Photos of a Day in the Life of a Real-Life Superhero
For this week's First-Person Shooter, we handed off two cameras to Citizen Saint, a self-described real-life superhero who patrols the streets of Missouri in costume, looking to help fellow citizens who may be in distress.
For this week's First-Person Shooter, we handed off two cameras to Citizen Saint, a self-described real-life superhero—a.k.a. a "First Response neighborhood watchman"—who patrols the streets of Missouri in costume, looking to help fellow citizens who may be in distress. As a member of the national organization The Community Superheroes, Citizen Saint's identity is kept a secret. His equipment list includes bandaids, gauze, blood stop, tape, and emergency blankets for the homeless. We talked to him about what it means to be an IRL superhero after he sent us the photos he took during a day in his super life.
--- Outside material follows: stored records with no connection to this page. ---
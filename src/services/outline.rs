//! Outline sub-resource fetcher.
//!
//! One call fetches one section kind for one course. The service routinely
//! answers `false`, `null`, or an empty collection for courses that simply
//! have no data of a kind; those are classified as [`Fetched::Absent`], never
//! as errors, so the retry loop does not chase them. Only transport failures
//! and unparseable payloads surface as `Err`.

use std::time::Duration;

use async_trait::async_trait;
use reqwest::header::{HeaderMap, HeaderValue, ACCEPT};
use scraper::Html;
use serde_json::{Map, Value};
use unicode_segmentation::UnicodeSegmentation;
use url::Url;

use crate::error::{AppError, Result};
use crate::models::{
    Config, OutlineBase, OutlineDescription, OutlineSection, SectionKind, Term, TextFallback,
    UnitHoursEntry, WeeklyPlanEntry,
};

/// Outcome of one sub-resource call: structured data, or a well-formed
/// "this course has no data of this kind" answer.
#[derive(Debug, Clone, PartialEq, Eq)]
pub enum Fetched<T> {
    Data(T),
    Absent,
}

/// Source of outline sections and fallback text.
///
/// The pipeline depends on this seam rather than on the HTTP client, so its
/// retry and fallback policy can be exercised without a network.
#[async_trait]
pub trait OutlineSource: Send + Sync {
    /// Perform exactly one network call for one section kind.
    async fn fetch_section(
        &self,
        term: Term,
        course_id: &str,
        kind: SectionKind,
        timeout: Duration,
    ) -> Result<Fetched<OutlineSection>>;

    /// Try the alternate document routes and return the first rendered text
    /// long enough to count as data.
    async fn fetch_fallback(
        &self,
        term: Term,
        course_id: &str,
        timeout: Duration,
    ) -> Result<Option<TextFallback>>;
}

/// HTTP implementation of [`OutlineSource`] against the timetable service.
pub struct OutlineClient {
    client: reqwest::Client,
    base_url: Url,
    fallback_routes: Vec<String>,
    fallback_min_graphemes: usize,
    fallback_max_graphemes: usize,
}

impl OutlineClient {
    /// Build a client from configuration.
    pub fn new(config: &Config) -> Result<Self> {
        let mut headers = HeaderMap::new();
        headers.insert(
            ACCEPT,
            HeaderValue::from_static("application/json, text/javascript, */*; q=0.01"),
        );
        headers.insert("X-Requested-With", HeaderValue::from_static("XMLHttpRequest"));

        let client = reqwest::Client::builder()
            .user_agent(&config.crawler.user_agent)
            .timeout(Duration::from_secs(config.crawler.timeout_secs))
            .default_headers(headers)
            .danger_accept_invalid_certs(config.crawler.accept_invalid_certs)
            .build()?;

        Ok(Self {
            client,
            base_url: Url::parse(&config.endpoints.base_url)?,
            fallback_routes: config.endpoints.fallback_routes.clone(),
            fallback_min_graphemes: config.retry.fallback_min_graphemes,
            fallback_max_graphemes: config.retry.fallback_max_graphemes,
        })
    }

    /// Service URL for a route, e.g. `{base}?r=main/getCrsOutlineBase`.
    fn route_url(&self, route: &str) -> Url {
        let mut url = self.base_url.clone();
        url.set_query(Some(&format!("r={route}")));
        url
    }
}

#[async_trait]
impl OutlineSource for OutlineClient {
    async fn fetch_section(
        &self,
        term: Term,
        course_id: &str,
        kind: SectionKind,
        timeout: Duration,
    ) -> Result<Fetched<OutlineSection>> {
        let form = [
            ("acy", term.year.to_string()),
            ("sem", term.semester.code().to_string()),
            ("cos_id", course_id.to_string()),
            ("user", String::new()),
            ("_token", String::new()),
        ];

        let response = self
            .client
            .post(self.route_url(kind.route()))
            .form(&form)
            .timeout(timeout)
            .send()
            .await?;

        let status = response.status();
        if !status.is_success() {
            return Err(AppError::Status {
                status: status.as_u16(),
                context: kind.route().to_string(),
            });
        }

        let body = response.text().await?;
        let value: Value =
            serde_json::from_str(&body).map_err(|e| AppError::malformed(kind.route(), e))?;
        Ok(classify_section(kind, &value))
    }

    async fn fetch_fallback(
        &self,
        term: Term,
        course_id: &str,
        timeout: Duration,
    ) -> Result<Option<TextFallback>> {
        let query = [
            ("acy", term.year.to_string()),
            ("sem", term.semester.code().to_string()),
            ("cos_id", course_id.to_string()),
        ];

        for route in &self.fallback_routes {
            let response = match self
                .client
                .get(self.route_url(route))
                .query(&query)
                .timeout(timeout)
                .send()
                .await
            {
                Ok(r) => r,
                Err(e) => {
                    log::debug!("Fallback route {route} failed for {course_id}: {e}");
                    continue;
                }
            };

            if !response.status().is_success() {
                log::debug!(
                    "Fallback route {route} answered {} for {course_id}",
                    response.status()
                );
                continue;
            }

            let html = match response.text().await {
                Ok(t) => t,
                Err(e) => {
                    log::debug!("Fallback route {route} body failed for {course_id}: {e}");
                    continue;
                }
            };

            let text = rendered_text(&html);
            if let Some(text) = accept_fallback_text(
                &text,
                self.fallback_min_graphemes,
                self.fallback_max_graphemes,
            ) {
                return Ok(Some(TextFallback {
                    text,
                    source: route.clone(),
                }));
            }
        }

        Ok(None)
    }
}

/// Classify one response payload for one kind.
///
/// `false`, `null`, an empty collection, or a shape that does not match the
/// kind all mean the course has no data of this kind.
fn classify_section(kind: SectionKind, value: &Value) -> Fetched<OutlineSection> {
    match kind {
        SectionKind::Base => match value.as_object() {
            Some(obj) if !obj.is_empty() => {
                let base = OutlineBase {
                    name: field(obj, "cos_name"),
                    eng_name: field(obj, "cos_eng_name"),
                    course_type: field(obj, "sel_type_name"),
                    course_type_eng: field(obj, "sel_type_eng_name"),
                    department: field(obj, "dep_name"),
                    department_eng: field(obj, "depEName"),
                    code: field(obj, "cos_code"),
                    teacher_hours: field(obj, "teacher_hours"),
                    total_teacher_hours: field(obj, "total_teacher_hours"),
                };
                // The service returns skeleton objects for unknown courses.
                if base.name.is_empty() {
                    Fetched::Absent
                } else {
                    Fetched::Data(OutlineSection::Base(base))
                }
            }
            _ => Fetched::Absent,
        },

        SectionKind::Description => match value.as_object() {
            Some(obj) if !obj.is_empty() => {
                Fetched::Data(OutlineSection::Description(OutlineDescription {
                    prerequisite: field(obj, "crs_prerequisite"),
                    syllabus: field(obj, "crs_outline"),
                    textbook: field(obj, "crs_textbook"),
                    grading: field(obj, "crs_exam_score"),
                    teaching_method: field(obj, "crs_teach_method"),
                    meeting_time: field(obj, "crs_meeting_time"),
                    meeting_place: field(obj, "crs_meeting_place"),
                    contact: field(obj, "crs_contact"),
                }))
            }
            _ => Fetched::Absent,
        },

        SectionKind::WeeklyPlan => match value.as_array() {
            Some(rows) if !rows.is_empty() => {
                let weeks: Vec<WeeklyPlanEntry> = rows
                    .iter()
                    .filter_map(|row| row.as_object())
                    .map(|obj| WeeklyPlanEntry {
                        week: field(obj, "week_id"),
                        date: field(obj, "class_date"),
                        topic: field(obj, "class_data"),
                        teachers: field(obj, "teacherDataJson"),
                    })
                    .collect();
                if weeks.is_empty() {
                    Fetched::Absent
                } else {
                    Fetched::Data(OutlineSection::WeeklyPlan(weeks))
                }
            }
            _ => Fetched::Absent,
        },

        SectionKind::UnitHours => match value.as_array() {
            Some(rows) if !rows.is_empty() => {
                let units: Vec<UnitHoursEntry> = rows
                    .iter()
                    .filter_map(|row| row.as_object())
                    .map(|obj| UnitHoursEntry {
                        title: field(obj, "opt_title"),
                        content: field(obj, "opt_content"),
                        lecture_hours: field(obj, "opt_hour_teaching"),
                        demo_hours: field(obj, "opt_hour_demo"),
                        exercise_hours: field(obj, "opt_hour_exercise"),
                        other_hours: field(obj, "opt_hour_other"),
                        memo: field(obj, "opt_memo"),
                    })
                    .collect();
                if units.is_empty() {
                    Fetched::Absent
                } else {
                    Fetched::Data(OutlineSection::UnitHours(units))
                }
            }
            _ => Fetched::Absent,
        },
    }
}

/// Tolerant string field extraction; the service mixes strings and numbers.
fn field(obj: &Map<String, Value>, key: &str) -> String {
    match obj.get(key) {
        Some(Value::String(s)) => s.clone(),
        Some(Value::Number(n)) => n.to_string(),
        _ => String::new(),
    }
}

/// Whitespace-normalized text content of an HTML document.
fn rendered_text(html: &str) -> String {
    let document = Html::parse_document(html);
    let joined = document.root_element().text().collect::<Vec<_>>().join(" ");
    joined.split_whitespace().collect::<Vec<_>>().join(" ")
}

/// Accept fallback text when it is long enough, truncating oversized pages.
///
/// Lengths are counted in graphemes: the upstream pages are CJK, where byte
/// counts would overstate the content threefold.
fn accept_fallback_text(text: &str, min_graphemes: usize, max_graphemes: usize) -> Option<String> {
    let count = text.graphemes(true).count();
    if count < min_graphemes {
        return None;
    }
    if count > max_graphemes {
        Some(text.graphemes(true).take(max_graphemes).collect())
    } else {
        Some(text.to_string())
    }
}

#[cfg(test)]
mod tests {
    use super::*;
    use serde_json::json;

    #[test]
    fn false_sentinel_is_absent_not_error() {
        for kind in SectionKind::ALL {
            assert_eq!(classify_section(kind, &json!(false)), Fetched::Absent);
            assert_eq!(classify_section(kind, &json!(null)), Fetched::Absent);
        }
    }

    #[test]
    fn empty_collections_are_absent() {
        assert_eq!(
            classify_section(SectionKind::Base, &json!({})),
            Fetched::Absent
        );
        assert_eq!(
            classify_section(SectionKind::WeeklyPlan, &json!([])),
            Fetched::Absent
        );
        assert_eq!(
            classify_section(SectionKind::UnitHours, &json!([])),
            Fetched::Absent
        );
    }

    #[test]
    fn wrong_shape_for_kind_is_absent() {
        // Array where an object is expected and vice versa.
        assert_eq!(
            classify_section(SectionKind::Base, &json!([{"cos_name": "x"}])),
            Fetched::Absent
        );
        assert_eq!(
            classify_section(SectionKind::WeeklyPlan, &json!({"week_id": 1})),
            Fetched::Absent
        );
        assert_eq!(
            classify_section(SectionKind::Description, &json!("oops")),
            Fetched::Absent
        );
    }

    #[test]
    fn base_requires_a_course_name() {
        let skeleton = json!({"cos_code": "515001", "dep_name": ""});
        assert_eq!(
            classify_section(SectionKind::Base, &skeleton),
            Fetched::Absent
        );

        let real = json!({"cos_name": "資料結構", "cos_code": "515001"});
        match classify_section(SectionKind::Base, &real) {
            Fetched::Data(OutlineSection::Base(base)) => {
                assert_eq!(base.name, "資料結構");
                assert_eq!(base.code, "515001");
                assert_eq!(base.department, "");
            }
            other => panic!("expected base data, got {other:?}"),
        }
    }

    #[test]
    fn weekly_plan_rows_map_and_tolerate_numbers() {
        let rows = json!([
            {"week_id": 1, "class_date": "2025-09-08", "class_data": "Intro"},
            {"week_id": "2", "class_date": "2025-09-15", "class_data": "Lists"}
        ]);
        match classify_section(SectionKind::WeeklyPlan, &rows) {
            Fetched::Data(OutlineSection::WeeklyPlan(weeks)) => {
                assert_eq!(weeks.len(), 2);
                assert_eq!(weeks[0].week, "1");
                assert_eq!(weeks[1].week, "2");
                assert_eq!(weeks[0].topic, "Intro");
                assert_eq!(weeks[0].teachers, "");
            }
            other => panic!("expected weekly plan, got {other:?}"),
        }
    }

    #[test]
    fn unit_hours_rows_map_fields() {
        let rows = json!([{
            "opt_title": "Unit 1",
            "opt_content": "Arrays",
            "opt_hour_teaching": "3",
            "opt_hour_demo": "0",
            "opt_hour_exercise": "1",
            "opt_hour_other": "0",
            "opt_memo": ""
        }]);
        match classify_section(SectionKind::UnitHours, &rows) {
            Fetched::Data(OutlineSection::UnitHours(units)) => {
                assert_eq!(units[0].title, "Unit 1");
                assert_eq!(units[0].lecture_hours, "3");
            }
            other => panic!("expected unit hours, got {other:?}"),
        }
    }

    #[test]
    fn rendered_text_strips_markup_and_normalizes_whitespace() {
        let html = "<html><body><h2>課程綱要</h2>\n  <p>week   one</p></body></html>";
        assert_eq!(rendered_text(html), "課程綱要 week one");
    }

    #[test]
    fn fallback_text_threshold_counts_graphemes() {
        let short = "課程".repeat(10); // 20 graphemes, 60 bytes
        assert!(accept_fallback_text(&short, 100, 1000).is_none());

        let long = "課".repeat(150);
        let accepted = accept_fallback_text(&long, 100, 1000).unwrap();
        assert_eq!(accepted.graphemes(true).count(), 150);
    }

    #[test]
    fn fallback_text_is_truncated_to_the_cap() {
        let long = "綱".repeat(2_000);
        let accepted = accept_fallback_text(&long, 100, 1_000).unwrap();
        assert_eq!(accepted.graphemes(true).count(), 1_000);
    }
}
VICE: What do you do, exactly? What are your goals?
Citizen Saint: Great question. The mission has expanded over time. I'm certainly not the person/hero I was when I started. I walk through neighborhoods and I wave to folks. I stop and talk to anyone who will talk to me, and I spread the message. And that message is this: We are all one humanity. We're all one community—we bleed the same, we love the same, we hate, we work, we pay, we need. Instead of focusing on how different we are, we need to focus on how similar we are, and simply accept and respect what differences we have.
Do you carry any utilities or weapons?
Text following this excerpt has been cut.